_WHAT THE EXERCISE ASKS_. The answer must be one number: how many lines of the records contain "bool".

--*--

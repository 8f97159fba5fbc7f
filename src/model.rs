use indexmap::{IndexMap, IndexSet};
use serde::{Deserialize, Serialize};
use std::collections::BTreeSet;
use std::fmt;

/// Identificador de una alternativa de respuesta.
#[derive(Clone, Copy, Debug, Serialize, Deserialize, PartialEq, Eq, Hash, Ord, PartialOrd)]
#[serde(transparent)]
pub struct OptionId(pub i64);

impl fmt::Display for OptionId {
    fn fmt(&self, f: &mut fmt::Formatter<'_>) -> fmt::Result {
        write!(f, "{}", self.0)
    }
}

impl From<i64> for OptionId {
    fn from(value: i64) -> Self {
        OptionId(value)
    }
}

/// Respuestas enviadas: pregunta -> alternativas elegidas en esa pregunta.
pub type GroupedAnswers = IndexMap<String, Vec<OptionId>>;

/// Todas las alternativas elegidas, sin duplicados.
#[derive(Clone, Debug, Default, PartialEq, Eq)]
pub struct SelectionSet(BTreeSet<OptionId>);

impl SelectionSet {
    pub fn new() -> Self {
        Self::default()
    }

    pub fn contains(&self, id: OptionId) -> bool {
        self.0.contains(&id)
    }

    pub fn insert(&mut self, id: OptionId) -> bool {
        self.0.insert(id)
    }

    pub fn len(&self) -> usize {
        self.0.len()
    }

    pub fn is_empty(&self) -> bool {
        self.0.is_empty()
    }

    pub fn is_subset(&self, other: &SelectionSet) -> bool {
        self.0.is_subset(&other.0)
    }

    pub fn iter(&self) -> impl Iterator<Item = OptionId> + '_ {
        self.0.iter().copied()
    }
}

impl FromIterator<OptionId> for SelectionSet {
    fn from_iter<I: IntoIterator<Item = OptionId>>(iter: I) -> Self {
        SelectionSet(iter.into_iter().collect())
    }
}

impl Extend<OptionId> for SelectionSet {
    fn extend<I: IntoIterator<Item = OptionId>>(&mut self, iter: I) {
        self.0.extend(iter)
    }
}

/// Un elemento de un requisito de nivel.
///
/// `Unsatisfiable` ocupa el lugar de una entrada que no es un entero:
/// no es un `OptionId`, así que ninguna selección puede contenerlo.
#[derive(Clone, Copy, Debug, PartialEq, Eq, Hash, Ord, PartialOrd)]
pub enum RequiredOption {
    Id(OptionId),
    Unsatisfiable,
}

/// Conjunto de alternativas que hay que haber marcado para alcanzar un nivel.
#[derive(Clone, Debug, Default, PartialEq, Eq)]
pub struct RequirementSet {
    options: BTreeSet<RequiredOption>,
    malformed: Vec<String>,
    missing: bool,
}

impl RequirementSet {
    pub fn new() -> Self {
        Self::default()
    }

    pub fn from_ids<I: IntoIterator<Item = OptionId>>(ids: I) -> Self {
        Self {
            options: ids.into_iter().map(RequiredOption::Id).collect(),
            malformed: Vec::new(),
            missing: false,
        }
    }

    /// Requisito que no vino en los datos: nunca se cumple.
    pub fn missing() -> Self {
        Self {
            options: BTreeSet::from([RequiredOption::Unsatisfiable]),
            malformed: Vec::new(),
            missing: true,
        }
    }

    pub fn push_id(&mut self, id: OptionId) {
        self.options.insert(RequiredOption::Id(id));
    }

    /// Registra una entrada mal formada; el requisito queda insatisfacible.
    pub fn push_malformed(&mut self, raw: impl Into<String>) {
        self.options.insert(RequiredOption::Unsatisfiable);
        self.malformed.push(raw.into());
    }

    pub fn options(&self) -> impl Iterator<Item = &RequiredOption> {
        self.options.iter()
    }

    pub fn ids(&self) -> impl Iterator<Item = OptionId> + '_ {
        self.options.iter().filter_map(|o| match o {
            RequiredOption::Id(id) => Some(*id),
            RequiredOption::Unsatisfiable => None,
        })
    }

    /// Texto tal cual de las entradas que no eran enteros.
    pub fn malformed(&self) -> &[String] {
        &self.malformed
    }

    pub fn is_missing(&self) -> bool {
        self.missing
    }

    pub fn is_unsatisfiable(&self) -> bool {
        self.options.contains(&RequiredOption::Unsatisfiable)
    }

    pub fn is_empty(&self) -> bool {
        self.options.is_empty()
    }

    pub fn len(&self) -> usize {
        self.options.len()
    }

    /// Cierto si cada alternativa requerida está en la selección.
    /// Un requisito vacío se cumple siempre, incluso con selección vacía.
    pub fn is_satisfied_by(&self, selection: &SelectionSet) -> bool {
        self.options.iter().all(|o| match o {
            RequiredOption::Id(id) => selection.contains(*id),
            RequiredOption::Unsatisfiable => false,
        })
    }
}

/// Un nivel de una categoría y las alternativas que lo desbloquean.
#[derive(Clone, Debug, PartialEq, Eq, Deserialize)]
#[serde(from = "crate::data::RawLevel")]
pub struct LevelDefinition {
    pub category: String,
    pub level: u32,
    pub required: RequirementSet,
}

impl LevelDefinition {
    pub fn new(category: impl Into<String>, level: u32, required: RequirementSet) -> Self {
        Self {
            category: category.into(),
            level,
            required,
        }
    }
}

/// Catálogo de niveles, en el orden en que llega.
#[derive(Clone, Debug, Default, PartialEq, Eq, Deserialize)]
#[serde(transparent)]
pub struct LevelCatalog(Vec<LevelDefinition>);

impl LevelCatalog {
    pub fn new(levels: Vec<LevelDefinition>) -> Self {
        LevelCatalog(levels)
    }

    pub fn entries(&self) -> &[LevelDefinition] {
        &self.0
    }

    pub fn iter(&self) -> std::slice::Iter<'_, LevelDefinition> {
        self.0.iter()
    }

    pub fn len(&self) -> usize {
        self.0.len()
    }

    pub fn is_empty(&self) -> bool {
        self.0.is_empty()
    }

    /// Categorías distintas en orden de primera aparición.
    pub fn categories(&self) -> Vec<&str> {
        self.0
            .iter()
            .map(|d| d.category.as_str())
            .collect::<IndexSet<&str>>()
            .into_iter()
            .collect()
    }

    /// Definiciones agrupadas por categoría, en una sola pasada.
    pub fn grouped(&self) -> IndexMap<&str, Vec<&LevelDefinition>> {
        let mut groups: IndexMap<&str, Vec<&LevelDefinition>> = IndexMap::new();
        for def in &self.0 {
            groups.entry(def.category.as_str()).or_default().push(def);
        }
        groups
    }

    pub fn levels_for<'a>(&'a self, category: &'a str) -> impl Iterator<Item = &'a LevelDefinition> {
        self.0.iter().filter(move |d| d.category == category)
    }

    /// Nivel más alto definido para la categoría (0 si no hay ninguno).
    pub fn max_level(&self, category: &str) -> u32 {
        self.levels_for(category).map(|d| d.level).max().unwrap_or(0)
    }
}

impl FromIterator<LevelDefinition> for LevelCatalog {
    fn from_iter<I: IntoIterator<Item = LevelDefinition>>(iter: I) -> Self {
        LevelCatalog(iter.into_iter().collect())
    }
}

impl<'a> IntoIterator for &'a LevelCatalog {
    type Item = &'a LevelDefinition;
    type IntoIter = std::slice::Iter<'a, LevelDefinition>;

    fn into_iter(self) -> Self::IntoIter {
        self.0.iter()
    }
}

/// Nivel alcanzado por categoría. 0 = ningún requisito cumplido.
#[derive(Clone, Debug, Default, PartialEq, Eq, Serialize)]
#[serde(transparent)]
pub struct CategoryLevels(IndexMap<String, u32>);

impl CategoryLevels {
    pub fn new() -> Self {
        Self::default()
    }

    pub fn insert(&mut self, category: impl Into<String>, level: u32) {
        self.0.insert(category.into(), level);
    }

    pub fn get(&self, category: &str) -> Option<u32> {
        self.0.get(category).copied()
    }

    pub fn len(&self) -> usize {
        self.0.len()
    }

    pub fn is_empty(&self) -> bool {
        self.0.is_empty()
    }

    pub fn iter(&self) -> impl Iterator<Item = (&str, u32)> {
        self.0.iter().map(|(k, v)| (k.as_str(), *v))
    }

    pub fn categories(&self) -> impl Iterator<Item = &str> {
        self.0.keys().map(String::as_str)
    }

    pub fn values(&self) -> impl Iterator<Item = u32> + '_ {
        self.0.values().copied()
    }
}

#[cfg(test)]
mod tests {
    use super::*;

    fn sel(ids: &[i64]) -> SelectionSet {
        ids.iter().copied().map(OptionId).collect()
    }

    #[test]
    fn empty_requirement_is_satisfied_by_empty_selection() {
        assert!(RequirementSet::new().is_satisfied_by(&SelectionSet::new()));
    }

    #[test]
    fn unsatisfiable_entry_blocks_every_selection() {
        let mut req = RequirementSet::from_ids([OptionId(1)]);
        req.push_malformed("x");
        assert!(req.is_unsatisfiable());
        assert!(!req.is_satisfied_by(&sel(&[1, 2, 3])));
        assert_eq!(req.ids().collect::<Vec<_>>(), vec![OptionId(1)]);
        assert_eq!(req.malformed(), ["x".to_string()]);
    }

    #[test]
    fn missing_requirement_is_never_satisfied() {
        let req = RequirementSet::missing();
        assert!(req.is_missing());
        assert!(req.is_unsatisfiable());
        assert!(!req.is_satisfied_by(&SelectionSet::new()));
        assert!(!req.is_satisfied_by(&sel(&[1, 2, 3])));
        assert!(!RequirementSet::new().is_missing());
    }

    #[test]
    fn category_levels_serialize_in_catalog_order() {
        let mut levels = CategoryLevels::new();
        levels.insert("Z", 2);
        levels.insert("A", 0);
        let yaml = serde_yaml::to_string(&levels).expect("yaml ok");
        assert_eq!(yaml, "Z: 2\nA: 0\n");
    }

    #[test]
    fn catalog_categories_keep_first_seen_order() {
        let catalog: LevelCatalog = vec![
            LevelDefinition::new("B", 1, RequirementSet::new()),
            LevelDefinition::new("A", 1, RequirementSet::new()),
            LevelDefinition::new("B", 3, RequirementSet::new()),
        ]
        .into_iter()
        .collect();
        assert_eq!(catalog.categories(), vec!["B", "A"]);
        let grouped = catalog.grouped();
        assert_eq!(grouped.keys().copied().collect::<Vec<_>>(), vec!["B", "A"]);
        assert_eq!(
            grouped["B"].iter().map(|d| d.level).collect::<Vec<_>>(),
            vec![1, 3]
        );
        assert_eq!(catalog.max_level("B"), 3);
        assert_eq!(catalog.max_level("Z"), 0);
    }
}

--*--

_SOLUTION FOR THIS PROBLEM_. 11